Collection entries
impl Store {
    pub fn builder() -> StoreBuilder {
        StoreBuilder::default()
    }

    /// Open (creating if needed) the store under `path`.
    pub fn open(path: impl AsRef<Path>) -> Result<Self, StoreError> {
        Self::builder().path(path.as_ref()).build()
    }

    fn open_at(path: &Path, map_size: usize, tempdir: Option<TempDir>) -> Result<Self, StoreError> {
        fs::create_dir_all(path)?;
        let env = unsafe {
            EnvOpenOptions::new()
                .map_size(map_size)
                .max_dbs(1)
                .open(path)?
        };
        let mut wtxn = env.write_txn()?;
        let db: Database<Bytes, Bytes> = env.create_database(&mut wtxn, None)?;
        wtxn.commit()?;

        let rtxn = env.read_txn()?;
        let next_serial = match db.get(&rtxn, &keys::marker_key(SERIAL_MARKER))? {
            Some(bytes) => {
                let buf: [u8; 8] = bytes
                    .try_into()
                    .map_err(|_| StoreError::Corrupt("bad serial marker width".into()))?;
                u64::from_be_bytes(buf)
            }
            None => 0,
        };
        drop(rtxn);
        debug!(next_serial, path = %path.display(), "store opened");

        Ok(Store {
            env,
            db,
            serial: AtomicU64::new(next_serial),
            _tempdir: tempdir,
        })
    }

    /// Persist an event together with all of its index entries.
    ///
    /// Duplicates are detected via the id index. Replaceable and
    /// parameterized-replaceable kinds atomically delete the superseded row
    /// in the same transaction; an incoming event older than or equal to
    /// the surviving one is reported as [`SaveOutcome::Duplicate`].
    pub fn save(&self, event: &Event) -> Result<SaveOutcome, StoreError> {
        let mut wtxn = self.env.write_txn()?;

        if self.db.get(&wtxn, &keys::tombstone_key(&event.id))?.is_some() {
            return Ok(SaveOutcome::Deleted);
        }
        if self.serial_of_txn(&wtxn, &event.id)?.is_some() {
            return Ok(SaveOutcome::Duplicate);
        }

        let mut old_serial = None;
        if is_replaceable(event.kind) || is_param_replaceable(event.kind) {
            let shadowed = self.replaceable_shadow(&wtxn, event)?;
            for (serial, shadow) in &shadowed {
                if shadow.created_at >= event.created_at {
                    // The surviving copy is newer or equal; reject.
                    return Ok(SaveOutcome::Duplicate);
                }
                old_serial.get_or_insert(*serial);
            }
            for (serial, shadow) in &shadowed {
                self.remove_event_txn(&mut wtxn, *serial, shadow)?;
            }
        }

        let serial = self.next_serial(&mut wtxn)?;
        self.put_event_txn(&mut wtxn, serial, event)?;
        wtxn.commit()?;

        Ok(match old_serial {
            Some(old_serial) => SaveOutcome::Replaced { serial, old_serial },
            None => SaveOutcome::Stored { serial },
        })
    }

    /// Remove the event row and every index entry derived from it.
    pub fn delete_by_serial(&self, serial: Serial) -> Result<(), StoreError> {
        let mut wtxn = self.env.write_txn()?;
        let event = self.fetch_txn(&wtxn, serial)?;
        self.remove_event_txn(&mut wtxn, serial, &event)?;
        wtxn.commit()?;
        Ok(())
    }

    /// Apply a kind-5 deletion event and return how many events it removed.
    ///
    /// Each removed id is tombstoned so later resubmissions are refused.
    /// The kind-5 event itself is not stored here; callers follow up with
    /// [`Store::save`] so the tombstone can propagate to peers.
    pub fn process_deletion(&self, event: &Event, admin: bool) -> Result<usize, StoreError> {
        let mut wtxn = self.env.write_txn()?;
        let mut deleted = 0;

        for value in event.tag_values("e") {
            let id = match parse_hex32(value) {
                Ok(id) => id,
                Err(_) => {
                    debug!(value, "skipping malformed e-tag in deletion");
                    continue;
                }
            };
            let Some((serial, target)) = self.fetch_by_id_txn(&wtxn, &id)? else {
                continue;
            };
            if target.kind == KIND_DELETION {
                // Deletion events are never deleted through e-tags.
                continue;
            }
            if target.pubkey != event.pubkey && !admin {
                continue;
            }
            self.remove_event_txn(&mut wtxn, serial, &target)?;
            self.db.put(&mut wtxn, &keys::tombstone_key(&id), &[])?;
            deleted += 1;
        }

        for value in event.tag_values("a") {
            let mut parts = value.splitn(3, ':');
            let (Some(kind_part), Some(pubkey_part)) = (parts.next(), parts.next()) else {
                continue;
            };
            let d_part = parts.next();
            let Ok(kind) = kind_part.parse::<u16>() else {
                continue;
            };
            let Ok(pubkey) = parse_hex32(pubkey_part) else {
                continue;
            };
            if pubkey != event.pubkey && !admin {
                continue;
            }
            let required_d = if is_param_replaceable(kind) {
                match d_part {
                    Some(d) => Some(d),
                    None => {
                        warn!(coordinate = value, "a-tag without d value for parameterized kind");
                        continue;
                    }
                }
            } else if is_replaceable(kind) {
                None
            } else {
                // Coordinates only address replaceable classes.
                continue;
            };

            let (lo, hi) = keys::pubkey_kind_range(&pubkey, kind, None, Some(event.created_at));
            let serials = self.collect_serials(&wtxn, &lo, &hi)?;
            for serial in serials {
                let target = self.fetch_txn(&wtxn, serial)?;
                if let Some(d) = required_d {
                    if target.d_tag() != Some(d) {
                        continue;
                    }
                }
                self.remove_event_txn(&mut wtxn, serial, &target)?;
                self.db
                    .put(&mut wtxn, &keys::tombstone_key(&target.id), &[])?;
                deleted += 1;
            }
        }

        wtxn.commit()?;
        Ok(deleted)
    }

    /// Retrieve the event stored under `serial`.
    pub fn fetch(&self, serial: Serial) -> Result<Event, StoreError> {
        let rtxn = self.env.read_txn()?;
        self.fetch_txn(&rtxn, serial)
    }

    /// Serial of the event with the given id, if stored.
    pub fn serial_of(&self, id: &Id) -> Result<Option<Serial>, StoreError> {
        let rtxn = self.env.read_txn()?;
        self.serial_of_txn(&rtxn, id)
    }

    /// Fetch an event by id together with its serial.
    pub fn fetch_by_id(&self, id: &Id) -> Result<Option<(Serial, Event)>, StoreError> {
        let rtxn = self.env.read_txn()?;
        self.fetch_by_id_txn(&rtxn, id)
    }

    /// True when the id was removed by a deletion event.
    pub fn is_tombstoned(&self, id: &Id) -> Result<bool, StoreError> {
        let rtxn = self.env.read_txn()?;
        Ok(self.db.get(&rtxn, &keys::tombstone_key(id))?.is_some())
    }

    /// Collect the keys inside the half-open range `[lo, hi)`, newest last
    /// or, with `reverse`, newest first.
    pub fn scan(&self, lo: &[u8], hi: &[u8], reverse: bool) -> Result<Vec<Vec<u8>>, StoreError> {
        let rtxn = self.env.read_txn()?;
        let range = (Bound::Included(lo), Bound::Excluded(hi));
        let mut out = Vec::new();
        if reverse {
            for item in self.db.rev_range(&rtxn, &range)? {
                let (key, _) = item?;
                out.push(key.to_vec());
            }
        } else {
            for item in self.db.range(&rtxn, &range)? {
                let (key, _) = item?;
                out.push(key.to_vec());
            }
        }
        Ok(out)
    }

    /// Read a named marker.
    pub fn get_marker(&self, name: &str) -> Result<Option<Vec<u8>>, StoreError> {
        let rtxn = self.env.read_txn()?;
        Ok(self
            .db
            .get(&rtxn, &keys::marker_key(name))?
            .map(<[u8]>::to_vec))
    }

    /// Write a named marker.
    pub fn set_marker(&self, name: &str, value: &[u8]) -> Result<(), StoreError> {
        let mut wtxn = self.env.write_txn()?;
        self.db.put(&mut wtxn, &keys::marker_key(name), value)?;
        wtxn.commit()?;
        Ok(())
    }

    /// Allocate a fresh serial outside of a save. Monotonic across restarts.
    pub fn allocate_serial(&self) -> Result<Serial, StoreError> {
        let mut wtxn = self.env.write_txn()?;
        let serial = self.next_serial(&mut wtxn)?;
        wtxn.commit()?;
        Ok(serial)
    }

    // ------------------------------------------------------------------
    // Transaction-scoped internals
    // ------------------------------------------------------------------

    fn next_serial(&self, wtxn: &mut RwTxn) -> Result<Serial, StoreError> {
        let serial = self.serial.fetch_add(1, Ordering::SeqCst);
        if serial > MAX_SERIAL {
            return Err(StoreError::SerialSpaceExhausted);
        }
        self.db.put(
            wtxn,
            &keys::marker_key(SERIAL_MARKER),
            &(serial + 1).to_be_bytes(),
        )?;
        Ok(serial)
    }

    fn fetch_txn(&self, txn: &RoTxn, serial: Serial) -> Result<Event, StoreError> {
        let raw = self
            .db
            .get(txn, &keys::event_key(serial))?
            .ok_or(StoreError::NotFound(serial))?;
        Ok(serde_json::from_slice(raw)?)
    }

    fn serial_of_txn(&self, txn: &RoTxn, id: &Id) -> Result<Option<Serial>, StoreError> {
        let (lo, hi) = keys::id_range(id);
        let range = (Bound::Included(lo.as_slice()), Bound::Excluded(hi.as_slice()));
        let mut iter = self.db.range(txn, &range)?;
        match iter.next() {
            Some(item) => {
                let (key, _) = item?;
                Ok(Some(keys::serial_from_suffix(key)))
            }
            None => Ok(None),
        }
    }

    fn fetch_by_id_txn(
        &self,
        txn: &RoTxn,
        id: &Id,
    ) -> Result<Option<(Serial, Event)>, StoreError> {
        match self.serial_of_txn(txn, id)? {
            Some(serial) => Ok(Some((serial, self.fetch_txn(txn, serial)?))),
            None => Ok(None),
        }
    }

    pub(crate) fn collect_serials(
        &self,
        txn: &RoTxn,
        lo: &[u8],
        hi: &[u8],
    ) -> Result<Vec<Serial>, StoreError> {
        let range = (Bound::Included(lo), Bound::Excluded(hi));
        let mut out = Vec::new();
        for item in self.db.range(txn, &range)? {
            let (key, _) = item?;
            out.push(keys::serial_from_suffix(key));
        }
        Ok(out)
    }

    /// Rows of the replaceable class the event belongs to, i.e. same
    /// (pubkey, kind) and, for parameterized kinds, same d-tag value.
    fn replaceable_shadow(
        &self,
        txn: &RoTxn,
        event: &Event,
    ) -> Result<Vec<(Serial, Event)>, StoreError> {
        let (lo, hi) = keys::pubkey_kind_range(&event.pubkey, event.kind, None, None);
        let serials = self.collect_serials(txn, &lo, &hi)?;
        let mut out = Vec::new();
        for serial in serials {
            let existing = self.fetch_txn(txn, serial)?;
            if is_param_replaceable(event.kind)
                && existing.d_tag().unwrap_or("") != event.d_tag().unwrap_or("")
            {
                continue;
            }
            out.push((serial, existing));
        }
        Ok(out)
    }

    fn put_event_txn(
        &self,
        wtxn: &mut RwTxn,
        serial: Serial,
        event: &Event,
    ) -> Result<(), StoreError> {
        let raw = serde_json::to_vec(event)?;
        self.db.put(wtxn, &keys::event_key(serial), &raw)?;
        for key in index_keys(serial, event) {
            self.db.put(wtxn, &key, &[])?;
        }
        Ok(())
    }

    fn remove_event_txn(
        &self,
        wtxn: &mut RwTxn,
        serial: Serial,
        event: &Event,
    ) -> Result<(), StoreError> {
        self.db.delete(wtxn, &keys::event_key(serial))?;
        for key in index_keys(serial, event) {
            self.db.delete(wtxn, &key)?;
        }
        Ok(())
    }
}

■ EXERCISE: Output the lines above exactly, but only those between the line holding "if target.d_tag() != Some(d)" and the line holding "id, if stored.", inclusive.

■ REPLY TO THE EXERCISE:
                    if target.d_tag() != Some(d) {
                        continue;
                    }
                }
                self.remove_event_txn(&mut wtxn, serial, &target)?;
                self.db
                    .put(&mut wtxn, &keys::tombstone_key(&target.id), &[])?;
                deleted += 1;
            }
        }

        wtxn.commit()?;
        Ok(deleted)
    }

    /// Retrieve the event stored under `serial`.
    pub fn fetch(&self, serial: Serial) -> Result<Event, StoreError> {
        let rtxn = self.env.read_txn()?;
        self.fetch_txn(&rtxn, serial)
    }

    /// Serial of the event with the given id, if stored.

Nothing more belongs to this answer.